View Single Post
  #21   Report Post  
 
Posts: n/a
Default Question about combustion air input on a high efficienct furnace.

wrote:
wrote:


The outside air is "dry" so you'd have to add moisture to get it within
the "comfort zone", which requires additional energy. Using outside air
for combustion reduces or eliminates this energy sink...


Agreed, altho you don't have to add moisture to be in the comfort zone.
You can also raise the air temp slightly. The energy needed to evaporate
water is several times greater than the energy saved with a lower thermostat
setting, unless you live in an extremely airtight house.

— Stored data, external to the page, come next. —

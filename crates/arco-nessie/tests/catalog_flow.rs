//! End-to-end table lifecycle against in-memory stores.

use std::collections::HashMap;

use arco_core::Operation;
use arco_nessie::prelude::*;
use arco_test_utils::{
    CatalogFixture, TEST_WAREHOUSE, assert_commit_count, attempted_operations, init_test_logging,
    sample_schema,
};

#[tokio::test]
async fn create_then_load_table() {
    init_test_logging();
    let fx = CatalogFixture::new();
    fx.namespace("db").await;

    let created = fx.table("db.orders").await;
    assert_eq!(created.identifier().to_string(), "db.orders@main");
    assert!(
        created
            .metadata_location()
            .starts_with(&format!("{TEST_WAREHOUSE}/db/orders_"))
    );
    assert!(created.metadata_location().contains("/metadata/00000-"));

    let loaded = fx.catalog.load_table("db.orders").await.expect("load");
    assert_eq!(loaded.metadata_location(), created.metadata_location());
    assert_eq!(loaded.metadata(), created.metadata());
    assert_eq!(loaded.branch().hash, fx.head("main"));
    assert!(fx.catalog.table_exists("db.orders").await.expect("exists"));
}

#[tokio::test]
async fn catalog_prefix_is_stripped() {
    let fx = CatalogFixture::new();
    fx.namespace("db").await;
    fx.table("db.orders").await;

    let loaded = fx.catalog.load_table("nessie.db.orders").await.expect("load");
    assert_eq!(loaded.identifier().table_path(), "db.orders");
}

#[tokio::test]
async fn create_table_requires_namespace() {
    let fx = CatalogFixture::new();
    let err = fx
        .catalog
        .create_table("missing.orders", TableCreation::new(sample_schema()))
        .await
        .expect_err("namespace missing");
    assert!(matches!(err, CatalogError::NoSuchNamespace { .. }));
    assert_commit_count(&fx.store, "main", 0);
}

#[tokio::test]
async fn create_table_with_explicit_location() {
    let fx = CatalogFixture::new();
    fx.namespace("db").await;
    let table = fx
        .catalog
        .create_table(
            "db.events",
            TableCreation::new(sample_schema())
                .with_location("memory://elsewhere/events/")
                .with_property("owner", "data-eng"),
        )
        .await
        .expect("create");
    assert_eq!(table.metadata().location, "memory://elsewhere/events");
    assert!(
        table
            .metadata_location()
            .starts_with("memory://elsewhere/events/metadata/00000-")
    );
    assert_eq!(
        table.metadata().properties.get("owner").map(String::as_str),
        Some("data-eng")
    );
}

#[tokio::test]
async fn drop_then_load_is_not_found() {
    let fx = CatalogFixture::new();
    fx.namespace("db").await;
    fx.table("db.orders").await;

    fx.catalog.drop_table("db.orders").await.expect("drop");
    let err = fx.catalog.load_table("db.orders").await.expect_err("dropped");
    assert!(matches!(err, CatalogError::NoSuchTable { .. }));
    assert!(!fx.catalog.table_exists("db.orders").await.expect("exists"));

    let err = fx.catalog.drop_table("db.orders").await.expect_err("again");
    assert!(matches!(err, CatalogError::NoSuchTable { .. }));
}

#[tokio::test]
async fn commit_table_swaps_metadata_pointer() {
    let fx = CatalogFixture::new();
    fx.namespace("db").await;
    let table = fx.table("db.orders").await;
    let before = fx.head("main");

    let response = fx
        .catalog
        .commit_table(table.new_commit_request().with_update(TableUpdate::SetProperties {
            updates: HashMap::from([("owner".to_string(), "ops".to_string())]),
        }))
        .await
        .expect("commit");

    assert_ne!(response.metadata_location, table.metadata_location());
    assert!(response.metadata_location.contains("/metadata/00001-"));
    assert_eq!(
        response.metadata.metadata_log.last().map(|e| e.metadata_file.as_str()),
        Some(table.metadata_location())
    );
    assert_ne!(fx.head("main"), before);

    let reloaded = fx.catalog.load_table("db.orders").await.expect("reload");
    assert_eq!(reloaded.metadata_location(), response.metadata_location);
    assert_eq!(
        reloaded.metadata().properties.get("owner").map(String::as_str),
        Some("ops")
    );
}

#[tokio::test]
async fn commit_table_without_updates_commits_nothing() {
    let fx = CatalogFixture::new();
    fx.namespace("db").await;
    let table = fx.table("db.orders").await;
    let before = fx.head("main");

    let response = fx
        .catalog
        .commit_table(table.new_commit_request())
        .await
        .expect("no-op");
    assert_eq!(response.metadata_location, table.metadata_location());
    assert_eq!(fx.head("main"), before);
}

#[tokio::test]
async fn commit_table_adds_snapshot() {
    let fx = CatalogFixture::new();
    fx.namespace("db").await;
    let table = fx.table("db.orders").await;

    let snapshot = Snapshot {
        snapshot_id: 42,
        parent_snapshot_id: None,
        sequence_number: 1,
        timestamp_ms: 1_700_000_000_000,
        manifest_list: format!("{}/metadata/snap-42.avro", table.metadata().location),
        summary: HashMap::from([("operation".to_string(), "append".to_string())]),
        schema_id: Some(0),
    };
    let request = table
        .new_commit_request()
        .with_requirement(UpdateRequirement::AssertRefSnapshotId {
            ref_name: "main".to_string(),
            snapshot_id: None,
        })
        .with_update(TableUpdate::AddSnapshot { snapshot })
        .with_update(TableUpdate::SetSnapshotRef {
            ref_name: "main".to_string(),
            ref_type: SnapshotRefType::Branch,
            snapshot_id: 42,
        });
    let response = fx.catalog.commit_table(request).await.expect("commit");
    assert_eq!(response.metadata.current_snapshot_id, Some(42));

    let reloaded = fx.catalog.load_table("db.orders").await.expect("reload");
    assert_eq!(
        reloaded.metadata().current_snapshot().map(|s| s.snapshot_id),
        Some(42)
    );
}

#[tokio::test]
async fn commit_table_requirement_mismatch_conflicts() {
    let fx = CatalogFixture::new();
    fx.namespace("db").await;
    let table = fx.table("db.orders").await;
    let before = fx.head("main");

    let err = fx
        .catalog
        .commit_table(
            table
                .new_commit_request()
                .with_requirement(UpdateRequirement::AssertCurrentSchemaId {
                    current_schema_id: 7,
                })
                .with_update(TableUpdate::RemoveProperties {
                    removals: vec!["owner".to_string()],
                }),
        )
        .await
        .expect_err("requirement");
    assert!(matches!(err, CatalogError::CommitConflict { .. }));
    assert_eq!(fx.head("main"), before);
}

#[tokio::test]
async fn rename_moves_table_in_one_commit() {
    let fx = CatalogFixture::new();
    fx.namespace("db").await;
    fx.namespace("archive").await;
    let original = fx.table("db.orders").await;
    fx.store.clear_operations();

    let renamed = fx
        .catalog
        .rename_table("db.orders", "archive.orders_2024")
        .await
        .expect("rename");
    assert_eq!(renamed.identifier().to_string(), "archive.orders_2024@main");
    assert_eq!(renamed.metadata_location(), original.metadata_location());

    assert!(!fx.catalog.table_exists("db.orders").await.expect("exists"));
    assert!(
        fx.catalog
            .table_exists("archive.orders_2024")
            .await
            .expect("exists")
    );

    let commits = attempted_operations(&fx.store);
    assert_eq!(commits.len(), 1);
    assert!(matches!(commits[0][0], Operation::Delete { .. }));
    assert!(matches!(commits[0][1], Operation::Put { .. }));
}

#[tokio::test]
async fn rename_to_occupied_key_fails() {
    let fx = CatalogFixture::new();
    fx.namespace("db").await;
    fx.table("db.orders").await;
    fx.table("db.customers").await;
    let before = fx.head("main");

    let err = fx
        .catalog
        .rename_table("db.orders", "db.customers")
        .await
        .expect_err("occupied");
    assert!(matches!(err, CatalogError::TableAlreadyExists { .. }));
    assert_eq!(fx.head("main"), before);
}

#[tokio::test]
async fn rename_across_branches_is_rejected() {
    let fx = CatalogFixture::new();
    fx.namespace("db").await;
    fx.table("db.orders").await;
    fx.branch("dev", "main").await;

    let err = fx
        .catalog
        .rename_table("db.orders@main", "db.orders2@dev")
        .await
        .expect_err("cross-branch");
    assert!(matches!(err, CatalogError::InvalidArgument { .. }));
}

#[tokio::test]
async fn register_existing_metadata_file() {
    let fx = CatalogFixture::new();
    fx.namespace("db").await;
    let table = fx.table("db.orders").await;

    let registered = fx
        .catalog
        .register_table("db.orders_copy", table.metadata_location())
        .await
        .expect("register");
    assert_eq!(registered.metadata_location(), table.metadata_location());
    assert_eq!(registered.metadata().table_uuid, table.metadata().table_uuid);

    let err = fx
        .catalog
        .register_table("db.ghost", "memory://warehouse/none.metadata.json")
        .await
        .expect_err("missing file");
    assert!(matches!(err, CatalogError::InvalidArgument { .. }));
}

#[tokio::test]
async fn branches_are_isolated() {
    let fx = CatalogFixture::new();
    fx.namespace("db").await;
    fx.branch("dev", "main").await;

    let table = fx.table("db.orders@dev").await;
    assert_eq!(table.identifier().to_string(), "db.orders@dev");

    assert!(fx.catalog.table_exists("db.orders@dev").await.expect("dev"));
    assert!(!fx.catalog.table_exists("db.orders").await.expect("main"));
    assert!(!fx.catalog.table_exists("db.orders@main").await.expect("main"));
}

#[tokio::test]
async fn trailing_at_selects_default_branch() {
    let fx = CatalogFixture::new();
    fx.namespace("db").await;
    fx.table("db.orders").await;

    let table = fx.catalog.load_table("db.orders@").await.expect("load");
    assert_eq!(table.branch().name, "main");
}

#[tokio::test]
async fn unknown_branch_is_reported() {
    let fx = CatalogFixture::new();
    let err = fx
        .catalog
        .load_table("db.orders@nope")
        .await
        .expect_err("branch");
    assert!(matches!(err, CatalogError::NoSuchBranch { .. }));
}

#[tokio::test]
async fn configured_reference_is_the_default() {
    let fx = CatalogFixture::new();
    fx.namespace("db").await;
    fx.branch("etl", "main").await;

    let etl = arco_nessie::NessieCatalog::new(
        arco_test_utils::default_config().with_reference("etl"),
        fx.store.clone(),
        fx.metadata.clone(),
    )
    .expect("catalog");
    etl.create_table("db.staging", TableCreation::new(sample_schema()))
        .await
        .expect("create on etl");

    assert!(fx.catalog.table_exists("db.staging@etl").await.expect("etl"));
    assert!(!fx.catalog.table_exists("db.staging").await.expect("main"));
}

#[tokio::test]
async fn commits_carry_author_and_message() {
    let fx = CatalogFixture::new();
    fx.namespace("db").await;
    fx.table("db.orders").await;

    let log = fx.store.commit_log("main");
    assert_eq!(log[0].meta.message, "iceberg: create table db.orders");
    assert_eq!(log[0].meta.author.as_deref(), Some("test-user"));
    assert_eq!(
        log[0].meta.properties.get("application-type").map(String::as_str),
        Some("iceberg")
    );
}

#[tokio::test]
async fn issued_identifiers_address_the_same_table() {
    let fx = CatalogFixture::new();
    fx.namespace("nessie").await;
    fx.namespace("nessie.nessie.sub").await;
    fx.namespace("sub").await;
    let handle = fx.table("nessie.nessie.sub.t").await;
    let other = fx.table("sub.t").await;
    assert_eq!(
        handle.identifier().namespace,
        vec!["nessie".to_string(), "sub".to_string()]
    );

    let owner = |value: &str| TableUpdate::SetProperties {
        updates: HashMap::from([("owner".to_string(), value.to_string())]),
    };

    let first = fx
        .catalog
        .commit_table(handle.new_commit_request().with_update(owner("x")))
        .await
        .expect("commit through handle");
    let reloaded = fx
        .catalog
        .load_table(handle.identifier())
        .await
        .expect("load through handle");
    assert_eq!(reloaded.metadata_location(), first.metadata_location);

    let listed = fx
        .catalog
        .list_tables("nessie.nessie.sub")
        .await
        .expect("list");
    assert_eq!(listed.len(), 1);
    let loaded = fx.catalog.load_table(&listed[0]).await.expect("load listed");
    assert_eq!(loaded.metadata_location(), first.metadata_location);

    let second = fx
        .catalog
        .commit_table(
            CommitTableRequest::new(&listed[0])
                .with_base_metadata_location(first.metadata_location.clone())
                .with_update(owner("y")),
        )
        .await
        .expect("commit through listed identifier");
    let current = fx.catalog.load_table(handle.identifier()).await.expect("load");
    assert_eq!(current.metadata_location(), second.metadata_location);
    assert_eq!(
        current.metadata().properties.get("owner").map(String::as_str),
        Some("y")
    );

    let untouched = fx.catalog.load_table("sub.t").await.expect("load sub.t");
    assert_eq!(untouched.metadata_location(), other.metadata_location());
    assert!(!untouched.metadata().properties.contains_key("owner"));

    let namespaces = fx.catalog.list_namespaces("nessie").await.expect("list");
    assert_eq!(namespaces.len(), 1);
    assert!(fx.catalog.namespace_exists(&namespaces[0]).await.expect("exists"));
    let tables = fx.catalog.list_tables(&namespaces[0]).await.expect("list");
    assert_eq!(tables, listed);
}

#[tokio::test]
async fn raw_names_can_build_commit_requests() {
    let fx = CatalogFixture::new();
    fx.namespace("db").await;
    let table = fx.table("db.orders").await;

    let identifier = fx
        .catalog
        .parse_table_identifier("nessie.db.orders")
        .expect("parse");
    let response = fx
        .catalog
        .commit_table(CommitTableRequest::new(identifier).with_update(
            TableUpdate::RemoveProperties {
                removals: vec!["absent".to_string()],
            },
        ))
        .await
        .expect("commit");
    assert_ne!(response.metadata_location, table.metadata_location());
}
fn commit_hash(
    parent: &str,
    sequence: u64,
    meta: &CommitMeta,
    operations: &[Operation],
) -> Result<String> {
    let ops = serde_json::to_vec(operations).map_err(|e| Error::Serialization {
        message: format!("failed to serialize operations: {e}"),
    })?;
    let mut hasher = Sha256::new();
    hasher.update(parent.as_bytes());
    hasher.update(sequence.to_be_bytes());
    hasher.update(meta.message.as_bytes());
    hasher.update(&ops);
    Ok(hex::encode(hasher.finalize()))
}

#[async_trait]
impl ReferenceStore for MemoryRefStore {
    async fn default_branch(&self) -> Result<String> {
        Ok(self.default_branch.clone())
    }

    async fn get_reference(&self, name: &str) -> Result<BranchRef> {
        let state = self.read()?;
        state
            .branches
            .get(name)
            .map(|hash| BranchRef::new(name, hash.clone()))
            .ok_or_else(|| Error::reference_not_found(name))
    }

    async fn get_content(&self, key: &ContentKey, hash: &str) -> Result<Option<Content>> {
        let state = self.read()?;
        let tree = state.trees.get(hash).ok_or_else(|| Error::UnknownHash {
            hash: hash.to_string(),
        })?;
        Ok(tree.get(key).cloned())
    }

    async fn list_entries(&self, prefix: &[String], hash: &str) -> Result<Vec<Entry>> {
        let state = self.read()?;
        let tree = state.trees.get(hash).ok_or_else(|| Error::UnknownHash {
            hash: hash.to_string(),
        })?;
        Ok(tree
            .iter()
            .filter(|(key, _)| key.is_descendant_of(prefix))
            .map(|(key, content)| Entry {
                key: key.clone(),
                content_type: content.content_type(),
            })
            .collect())
    }

    async fn commit(
        &self,
        branch: &str,
        expected_hash: &str,
        meta: CommitMeta,
        operations: Vec<Operation>,
    ) -> Result<BranchRef> {
        if operations.is_empty() {
            return Err(Error::InvalidInput(
                "commit must contain at least one operation".to_string(),
            ));
        }

        let mut state = self.write()?;

        let current = state
            .branches
            .get(branch)
            .cloned()
            .ok_or_else(|| Error::reference_not_found(branch))?;
        if current != expected_hash {
            return Err(Error::ReferenceConflict {
                name: branch.to_string(),
                expected: expected_hash.to_string(),
                actual: current,
            });
        }

        let base = state.trees.get(&current).ok_or_else(|| Error::Internal {
            message: format!("branch {branch} points at missing tree {current}"),
        })?;
        let mut tree = Tree::clone(base);
        for operation in &operations {
            match operation {
                Operation::Put { key, content } => {
                    tree.insert(key.clone(), content.clone());
                }
                Operation::Delete { key } => {
                    if tree.remove(key).is_none() {
                        return Err(Error::ContentNotFound {
                            key: key.to_string(),
                        });
                    }
                }
            }
        }

        state.sequence += 1;
        let new_hash = commit_hash(&current, state.sequence, &meta, &operations)?;
        state.trees.insert(new_hash.clone(), Arc::new(tree));
        state.log.insert(
            new_hash.clone(),
            LogEntry {
                hash: new_hash.clone(),
                parent_hash: current,
                meta,
                operations,
            },
        );
        state.branches.insert(branch.to_string(), new_hash.clone());
        drop(state);

        Ok(BranchRef::new(branch, new_hash))
    }

    async fn create_branch(&self, name: &str, from: &BranchRef) -> Result<BranchRef> {
        let mut state = self.write()?;
        if state.branches.contains_key(name) {
            return Err(Error::ReferenceAlreadyExists {
                name: name.to_string(),
            });
        }
        if !state.trees.contains_key(&from.hash) {
            return Err(Error::UnknownHash {
                hash: from.hash.clone(),
            });
        }
        state.branches.insert(name.to_string(), from.hash.clone());
        Ok(BranchRef::new(name, from.hash.clone()))
    }
}

#[cfg(test)]
mod tests {
    use super::*;
    use crate::content::{IcebergTable, Namespace};

    fn key(elements: &[&str]) -> ContentKey {
        ContentKey::new(elements.iter().map(|e| (*e).to_string()).collect()).expect("valid key")
    }

    fn table(location: &str) -> Content {
        Content::IcebergTable(IcebergTable {
            id: "table-id".into(),
            metadata_location: location.into(),
            snapshot_id: None,
            schema_id: 0,
            spec_id: 0,
            sort_order_id: 0,
        })
    }

    fn put(k: &[&str], location: &str) -> Operation {
        Operation::Put {
            key: key(k),
            content: table(location),
        }
    }

    #[tokio::test]
    async fn test_new_store_has_empty_default_branch() {
        let store = MemoryRefStore::new();
        assert_eq!(store.default_branch().await.expect("default"), "main");
        let main = store.get_reference("main").await.expect("main");
        assert_eq!(main.hash, NO_ANCESTOR_HASH);
        assert!(store.commit_log("main").expect("log").is_empty());
    }

    #[tokio::test]
    async fn test_unknown_branch_is_reference_not_found() {
        let store = MemoryRefStore::new();
        let err = store.get_reference("nope").await.expect_err("missing");
        assert!(matches!(err, Error::ReferenceNotFound { ref name } if name == "nope"));
    }

    #[tokio::test]
    async fn test_commit_advances_hash_and_keeps_old_snapshot() {
        let store = MemoryRefStore::new();
        let main = store.get_reference("main").await.expect("main");

        let advanced = store
            .commit(
                "main",
                &main.hash,
                CommitMeta::new("create"),
                vec![put(&["db", "orders"], "loc-0")],
            )
            .await
            .expect("commit");
        assert_ne!(advanced.hash, main.hash);

        let at_new = store
            .get_content(&key(&["db", "orders"]), &advanced.hash)
            .await
            .expect("read");
        assert!(at_new.is_some());
        let at_old = store
            .get_content(&key(&["db", "orders"]), &main.hash)
            .await
            .expect("read");
        assert!(at_old.is_none());

        let log = store.commit_log("main").expect("log");
        assert_eq!(log.len(), 1);
        assert_eq!(log[0].parent_hash, main.hash);
    }

    #[tokio::test]
    async fn test_stale_hash_conflicts_without_applying() {
        let store = MemoryRefStore::new();
        let main = store.get_reference("main").await.expect("main");
        let head = store
            .commit("main", &main.hash, CommitMeta::new("a"), vec![put(&["a"], "1")])
            .await
            .expect("commit");

        let err = store
            .commit("main", &main.hash, CommitMeta::new("b"), vec![put(&["b"], "2")])
            .await
            .expect_err("stale");
        assert!(matches!(err, Error::ReferenceConflict { .. }));

        let current = store.get_reference("main").await.expect("main");
        assert_eq!(current.hash, head.hash);
        assert!(
            store
                .get_content(&key(&["b"]), &current.hash)
                .await
                .expect("read")
                .is_none()
        );
    }

    #[tokio::test]
    async fn test_delete_missing_key_fails_whole_commit() {
        let store = MemoryRefStore::new();
        let main = store.get_reference("main").await.expect("main");

        let err = store
            .commit(
                "main",
                &main.hash,
                CommitMeta::new("mixed"),
                vec![
                    put(&["db", "t1"], "1"),
                    Operation::Delete {
                        key: key(&["db", "missing"]),
                    },
                ],
            )
            .await
            .expect_err("missing delete");
        assert!(matches!(err, Error::ContentNotFound { .. }));

        let current = store.get_reference("main").await.expect("main");
        assert_eq!(current.hash, main.hash);
    }

    #[tokio::test]
    async fn test_empty_commit_rejected() {
        let store = MemoryRefStore::new();
        let main = store.get_reference("main").await.expect("main");
        let err = store
            .commit("main", &main.hash, CommitMeta::new("empty"), vec![])
            .await
            .expect_err("empty");
        assert!(matches!(err, Error::InvalidInput(_)));
    }

    #[tokio::test]
    async fn test_branches_are_isolated() {
        let store = MemoryRefStore::new();
        let main = store.get_reference("main").await.expect("main");
        let dev = store.create_branch("dev", &main).await.expect("branch");

        let dev = store
            .commit("dev", &dev.hash, CommitMeta::new("dev only"), vec![put(&["t"], "x")])
            .await
            .expect("commit");

        let main = store.get_reference("main").await.expect("main");
        assert!(
            store
                .get_content(&key(&["t"]), &main.hash)
                .await
                .expect("read")
                .is_none()
        );
        assert!(
            store
                .get_content(&key(&["t"]), &dev.hash)
                .await
                .expect("read")
                .is_some()
        );

        let err = store.create_branch("dev", &main).await.expect_err("exists");
        assert!(matches!(err, Error::ReferenceAlreadyExists { .. }));
    }

    #[tokio::test]
    async fn test_list_entries_under_prefix() {
        let store = MemoryRefStore::new();
        let main = store.get_reference("main").await.expect("main");
        let ns = Content::Namespace(Namespace {
            id: "ns".into(),
            elements: vec!["db".into()],
            properties: BTreeMap::new(),
        });
        let head = store
            .commit(
                "main",
                &main.hash,
                CommitMeta::new("seed"),
                vec![
                    Operation::Put {
                        key: key(&["db"]),
                        content: ns,
                    },
                    put(&["db", "b"], "2"),
                    put(&["db", "a"], "1"),
                    put(&["other", "c"], "3"),
                ],
            )
            .await
            .expect("commit");

        let entries = store
            .list_entries(&["db".to_string()], &head.hash)
            .await
            .expect("list");
        let names: Vec<_> = entries.iter().map(|e| e.key.to_string()).collect();
        assert_eq!(names, vec!["db.a", "db.b"]);

        let all = store.list_entries(&[], &head.hash).await.expect("list");
        assert_eq!(all.len(), 4);
        assert_eq!(all[0].content_type, ContentType::Namespace);
    }
}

Some people would rather not tolerate relative humidity below a certain
level, even if they "feel" warm enough, so "comfort zone" does not
pertain to temperature alone. We agree that constantly replenishing
water in the air generally requires greater energy than the slight
increase in temperature that would make it "feel" just as warm, unless
the humidity lost to air leaving the house can be made small. Sealed
combustion eliminates one of these losses. It is my observation that
sealed combustion can eliminate the need for supplemental
humidification altogether.

It also decreases the potential for air infiltration in certain areas which
would make those areas "feel" cold, inciting the occupants to increase
the thermostat setpoint.


And if exterior walls are warmer, with less inward infiltration, they lose
more heat to the outdoors. And uniform infiltration through wind barriers
could make them act like Scandinavian "breathing walls" with no heat loss
to the outdoors.


That's food for thought, but I remain skeptical that infiltration
induced by non-sealed furnace combustion will significantly decrease
the overall exterior temperature of conventionally built exterior walls
or make them perform like these Scandanavian walls of which you speak.
If infiltration creates cold spots on the interior surface, they'll
draw heat from the room.

It seems to me that even if unidirectional infiltration (i.e. enter
through wall, exit through furnace exhaust stack) were to reduce the
wall exterior surface temperature to outside temp so as to eliminate
heat loss from that surface, it wouldn't eliminate heat loss to the
outdoors altogether. The heat-losing surface has simply relocated to
somewhere within the wall or the living space.

I could see how the R value for a well designed breathing wall would be
unexpectedly high compared to a conventionally framed and fiberglassed
wall, if one's expectations are based on looks alone.